**What to produce:** Search the listing below for the string "source", then copy every line it appears in.

**Exercise materials:**
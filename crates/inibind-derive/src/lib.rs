//! `#[derive(Record)]` for inibind.
//!
//! The derive describes a struct to the binding engine: field names,
//! explicit keys, default literals and which fields are flattened. It
//! generates the `Record`, `Section` and `Field` impls so no runtime
//! reflection is needed.
//!
//! ```rust,ignore
//! #[derive(Debug, Default, inibind::Record)]
//! struct Server {
//!     #[ini(default = "localhost")]
//!     host: String,
//!     #[ini(key = "listen_port", default = 8080)]
//!     port: u16,
//!     #[ini(flatten)]
//!     common: Common,
//!     logging: Option<Logging>,
//! }
//! ```

use proc_macro::TokenStream;

mod expand;
mod grammar;
mod literal;
mod parse;

/// Derive `inibind::Record` (plus `Section` and `Field`) for a struct with named fields.
///
/// Field attributes, all under `#[ini(...)]`:
///
/// - `key = "name"`: dialect key for the field instead of its snake_case name
/// - `default = "literal"`: value coerced into the field before parsing starts
/// - `flatten`: splice the fields of a nested record into this one
#[proc_macro_derive(Record, attributes(ini))]
pub fn derive_record(input: TokenStream) -> TokenStream {
    let source = match parse::parse_record(proc_macro2::TokenStream::from(input)) {
        Ok(record) => expand::expand(&record),
        Err(message) => expand::compile_error(&message),
    };

    match source.parse() {
        Ok(tokens) => tokens,
        Err(_) => expand::compile_error("inibind: generated code failed to tokenize")
            .parse()
            .unwrap_or_default(),
    }
}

**Result for this task:**
    let source = match parse::parse_record(proc_macro2::TokenStream::from(input)) {
    match source.parse() {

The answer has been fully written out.